- _TASK STATEMENT_
The records below need to be printed in full. Keep each one exact.

- _DATA TO PROCESS_
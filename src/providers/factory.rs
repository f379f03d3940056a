use crate::config::{AppConfig, ProviderConfig};
use crate::error::CaptionError;
use crate::providers::{ChatModel, OllamaModel, OpenAIModel};
use std::time::Duration;

pub struct ProviderFactory;

impl ProviderFactory {
    /// Create a chat model instance from configuration
    pub fn create(
        provider_name: &str,
        config: &ProviderConfig,
        timeout: Duration,
    ) -> Result<Box<dyn ChatModel>, CaptionError> {
        // Validate that provider is enabled
        if !config.enabled {
            return Err(CaptionError::Builder(format!(
                "Provider '{}' is not enabled in configuration",
                provider_name
            )));
        }

        match provider_name {
            "openai" => Ok(Box::new(OpenAIModel::new(config, timeout)?)),
            "ollama" => Ok(Box::new(OllamaModel::new(config, timeout)?)),
            _ => Err(CaptionError::Builder(format!(
                "Unknown provider: {}",
                provider_name
            ))),
        }
    }

    /// Get the default provider from configuration
    pub fn get_default_model(config: &AppConfig) -> Result<Box<dyn ChatModel>, CaptionError> {
        let provider_name = &config.default_provider;
        let provider_config = config.providers.get(provider_name).ok_or_else(|| {
            CaptionError::Builder(format!(
                "Default provider '{}' not found in configuration",
                provider_name
            ))
        })?;

        Self::create(
            provider_name,
            provider_config,
            Duration::from_secs(config.timeout),
        )
    }

    /// List all available provider names
    pub fn available_providers() -> Vec<&'static str> {
        vec!["openai", "ollama"]
    }
}
use captionary::{AppConfig, ImageReference};
use std::env;

#[tokio::main]
async fn main() -> Result<(), Box<dyn std::error::Error>> {
    env_logger::init();

    // Get title and image from command-line arguments
    let args: Vec<String> = env::args().collect();
    let usage = "Usage: captionary <title> <image-url-or-path>";
    let title = args.get(1).ok_or(usage)?;
    let image = args.get(2).ok_or(usage)?;

    let config = AppConfig::load()?;
    let outcome = captionary::generate_caption(&config, ImageReference::parse(image), title).await?;

    println!("Descripción:\n{}\n", outcome.record.description);
    println!("Palabras clave: {}", outcome.record.keywords_joined());

    for warning in &outcome.warnings {
        eprintln!("Aviso: {}", warning);
    }

    if let Some(path) = &outcome.report_path {
        println!("Informe: {}", path.display());
    }
    println!("Compartir: {}", outcome.share_url);

    Ok(())
}
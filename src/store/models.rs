use std::collections::{BTreeMap, HashMap};

use serde::{Deserialize, Serialize};

#[derive(Debug, Clone, Copy, PartialEq, Eq, PartialOrd, Ord, Hash, Serialize, Deserialize)]
#[serde(rename_all = "lowercase")]
pub(crate) enum Weekday {
    Monday,
    Tuesday,
    Wednesday,
    Thursday,
    Friday,
    Saturday,
    Sunday,
}

impl Weekday {
    /// Schedule-source day numbers run Monday=1 through Sunday=7.
    pub(crate) fn from_number(value: i64) -> Option<Self> {
        match value {
            1 => Some(Self::Monday),
            2 => Some(Self::Tuesday),
            3 => Some(Self::Wednesday),
            4 => Some(Self::Thursday),
            5 => Some(Self::Friday),
            6 => Some(Self::Saturday),
            7 => Some(Self::Sunday),
            _ => None,
        }
    }

    pub(crate) fn spanish_name(self) -> &'static str {
        match self {
            Self::Monday => "lunes",
            Self::Tuesday => "martes",
            Self::Wednesday => "miércoles",
            Self::Thursday => "jueves",
            Self::Friday => "viernes",
            Self::Saturday => "sábado",
            Self::Sunday => "domingo",
        }
    }
}

#[derive(Debug, Clone, Copy, PartialEq, Eq, Serialize, Deserialize)]
pub(crate) enum AttendanceStatus {
    #[serde(rename = "presente")]
    Present,
    #[serde(rename = "ausente")]
    Absent,
    #[serde(rename = "retardo")]
    Late,
    #[serde(rename = "justificado")]
    Justified,
    #[serde(rename = "pendiente")]
    Pending,
}

impl AttendanceStatus {
    pub(crate) fn as_wire(self) -> &'static str {
        match self {
            Self::Present => "presente",
            Self::Absent => "ausente",
            Self::Late => "retardo",
            Self::Justified => "justificado",
            Self::Pending => "pendiente",
        }
    }

    pub(crate) fn is_pending(self) -> bool {
        matches!(self, Self::Pending)
    }
}

#[derive(Debug, Clone, Serialize, Deserialize)]
pub(crate) struct Student {
    pub(crate) id: String,
    pub(crate) name: String,
    #[serde(default)]
    pub(crate) enrollment_id: Option<String>,
    #[serde(default)]
    pub(crate) repeating: bool,
}

#[derive(Debug, Clone, Serialize, Deserialize)]
pub(crate) struct EvaluationKind {
    pub(crate) id: String,
    pub(crate) name: String,
    pub(crate) weight: f64,
    pub(crate) partial: u8,
}

#[derive(Debug, Clone, Serialize, Deserialize)]
pub(crate) struct Evaluation {
    pub(crate) id: String,
    pub(crate) name: String,
    pub(crate) max_score: f64,
    pub(crate) partial: u8,
    pub(crate) kind_id: String,
}

#[derive(Debug, Clone, Serialize, Deserialize)]
pub(crate) struct Group {
    pub(crate) id: String,
    pub(crate) name: String,
    pub(crate) subject: String,
    #[serde(default)]
    pub(crate) color: String,
    #[serde(default)]
    pub(crate) tutor_name: Option<String>,
    #[serde(default)]
    pub(crate) students: Vec<Student>,
    #[serde(default)]
    pub(crate) class_days: Vec<Weekday>,
    #[serde(default)]
    pub(crate) evaluation_kinds: Vec<EvaluationKind>,
    #[serde(default)]
    pub(crate) evaluations: Vec<Evaluation>,
}

#[derive(Debug, Clone, Default, Serialize, Deserialize)]
pub(crate) struct TutorshipEntry {
    #[serde(default)]
    pub(crate) strengths: String,
    #[serde(default)]
    pub(crate) opportunities: String,
    #[serde(default)]
    pub(crate) summary: String,
}

/// Attendance is keyed group → student → ISO date (`YYYY-MM-DD`) → status.
/// Grades are keyed group → student → evaluation → score.
#[derive(Debug, Clone, Default, Serialize, Deserialize)]
pub(crate) struct AppData {
    #[serde(default)]
    pub(crate) groups: Vec<Group>,
    #[serde(default)]
    pub(crate) attendance: HashMap<String, HashMap<String, BTreeMap<String, AttendanceStatus>>>,
    #[serde(default)]
    pub(crate) grades: HashMap<String, HashMap<String, HashMap<String, f64>>>,
    #[serde(default)]
    pub(crate) tutorship: HashMap<String, TutorshipEntry>,
}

- _WRITTEN RESPONSE_
filename src/providers/factory.rs
repository f379f03d3940056a
use crate::config::{AppConfig, ProviderConfig};
use crate::error::CaptionError;
use crate::providers::{ChatModel, OllamaModel, OpenAIModel};
use std::time::Duration;

pub struct ProviderFactory;

impl ProviderFactory {
    /// Create a chat model instance from configuration
    pub fn create(
        provider_name: &str,
        config: &ProviderConfig,
        timeout: Duration,
    ) -> Result<Box<dyn ChatModel>, CaptionError> {
        // Validate that provider is enabled
        if !config.enabled {
            return Err(CaptionError::Builder(format!(
                "Provider '{}' is not enabled in configuration",
                provider_name
            )));
        }

        match provider_name {
            "openai" => Ok(Box::new(OpenAIModel::new(config, timeout)?)),
            "ollama" => Ok(Box::new(OllamaModel::new(config, timeout)?)),
            _ => Err(CaptionError::Builder(format!(
                "Unknown provider: {}",
                provider_name
            ))),
        }
    }

    /// Get the default provider from configuration
    pub fn get_default_model(config: &AppConfig) -> Result<Box<dyn ChatModel>, CaptionError> {
        let provider_name = &config.default_provider;
        let provider_config = config.providers.get(provider_name).ok_or_else(|| {
            CaptionError::Builder(format!(
                "Default provider '{}' not found in configuration",
                provider_name
            ))
        })?;

        Self::create(
            provider_name,
            provider_config,
            Duration::from_secs(config.timeout),
        )
    }

    /// List all available provider names
    pub fn available_providers() -> Vec<&'static str> {
        vec!["openai", "ollama"]
    }
}
use captionary::{AppConfig, ImageReference};
use std::env;

#[tokio::main]
async fn main() -> Result<(), Box<dyn std::error::Error>> {
    env_logger::init();

    // Get title and image from command-line arguments
    let args: Vec<String> = env::args().collect();
    let usage = "Usage: captionary <title> <image-url-or-path>";
    let title = args.get(1).ok_or(usage)?;
    let image = args.get(2).ok_or(usage)?;

    let config = AppConfig::load()?;
    let outcome = captionary::generate_caption(&config, ImageReference::parse(image), title).await?;

    println!("Descripción:\n{}\n", outcome.record.description);
    println!("Palabras clave: {}", outcome.record.keywords_joined());

    for warning in &outcome.warnings {
        eprintln!("Aviso: {}", warning);
    }

    if let Some(path) = &outcome.report_path {
        println!("Informe: {}", path.display());
    }
    println!("Compartir: {}", outcome.share_url);

    Ok(())
}
filename src/store/models.rs
use std::collections::{BTreeMap, HashMap};

use serde::{Deserialize, Serialize};

#[derive(Debug, Clone, Copy, PartialEq, Eq, PartialOrd, Ord, Hash, Serialize, Deserialize)]
#[serde(rename_all = "lowercase")]
pub(crate) enum Weekday {
    Monday,
    Tuesday,
    Wednesday,
    Thursday,
    Friday,
    Saturday,
    Sunday,
}

impl Weekday {
    /// Schedule-source day numbers run Monday=1 through Sunday=7.
    pub(crate) fn from_number(value: i64) -> Option<Self> {
        match value {
            1 => Some(Self::Monday),
            2 => Some(Self::Tuesday),
            3 => Some(Self::Wednesday),
            4 => Some(Self::Thursday),
            5 => Some(Self::Friday),
            6 => Some(Self::Saturday),
            7 => Some(Self::Sunday),
            _ => None,
        }
    }

    pub(crate) fn spanish_name(self) -> &'static str {
        match self {
            Self::Monday => "lunes",
            Self::Tuesday => "martes",
            Self::Wednesday => "miércoles",
            Self::Thursday => "jueves",
            Self::Friday => "viernes",
            Self::Saturday => "sábado",
            Self::Sunday => "domingo",
        }
    }
}

#[derive(Debug, Clone, Copy, PartialEq, Eq, Serialize, Deserialize)]
pub(crate) enum AttendanceStatus {
    #[serde(rename = "presente")]
    Present,
    #[serde(rename = "ausente")]
    Absent,
    #[serde(rename = "retardo")]
    Late,
    #[serde(rename = "justificado")]
    Justified,
    #[serde(rename = "pendiente")]
    Pending,
}

impl AttendanceStatus {
    pub(crate) fn as_wire(self) -> &'static str {
        match self {
            Self::Present => "presente",
            Self::Absent => "ausente",
            Self::Late => "retardo",
            Self::Justified => "justificado",
            Self::Pending => "pendiente",
        }
    }

    pub(crate) fn is_pending(self) -> bool {
        matches!(self, Self::Pending)
    }
}

#[derive(Debug, Clone, Serialize, Deserialize)]
pub(crate) struct Student {
    pub(crate) id: String,
    pub(crate) name: String,
    #[serde(default)]
    pub(crate) enrollment_id: Option<String>,
    #[serde(default)]
    pub(crate) repeating: bool,
}

#[derive(Debug, Clone, Serialize, Deserialize)]
pub(crate) struct EvaluationKind {
    pub(crate) id: String,
    pub(crate) name: String,
    pub(crate) weight: f64,
    pub(crate) partial: u8,
}

#[derive(Debug, Clone, Serialize, Deserialize)]
pub(crate) struct Evaluation {
    pub(crate) id: String,
    pub(crate) name: String,
    pub(crate) max_score: f64,
    pub(crate) partial: u8,
    pub(crate) kind_id: String,
}

#[derive(Debug, Clone, Serialize, Deserialize)]
pub(crate) struct Group {
    pub(crate) id: String,
    pub(crate) name: String,
    pub(crate) subject: String,
    #[serde(default)]
    pub(crate) color: String,
    #[serde(default)]
    pub(crate) tutor_name: Option<String>,
    #[serde(default)]
    pub(crate) students: Vec<Student>,
    #[serde(default)]
    pub(crate) class_days: Vec<Weekday>,
    #[serde(default)]
    pub(crate) evaluation_kinds: Vec<EvaluationKind>,
    #[serde(default)]
    pub(crate) evaluations: Vec<Evaluation>,
}

#[derive(Debug, Clone, Default, Serialize, Deserialize)]
pub(crate) struct TutorshipEntry {
    #[serde(default)]
    pub(crate) strengths: String,
    #[serde(default)]
    pub(crate) opportunities: String,
    #[serde(default)]
    pub(crate) summary: String,
}

/// Attendance is keyed group → student → ISO date (`YYYY-MM-DD`) → status.
/// Grades are keyed group → student → evaluation → score.
#[derive(Debug, Clone, Default, Serialize, Deserialize)]
pub(crate) struct AppData {
    #[serde(default)]
    pub(crate) groups: Vec<Group>,
    #[serde(default)]
    pub(crate) attendance: HashMap<String, HashMap<String, BTreeMap<String, AttendanceStatus>>>,
    #[serde(default)]
    pub(crate) grades: HashMap<String, HashMap<String, HashMap<String, f64>>>,
    #[serde(default)]
    pub(crate) tutorship: HashMap<String, TutorshipEntry>,
}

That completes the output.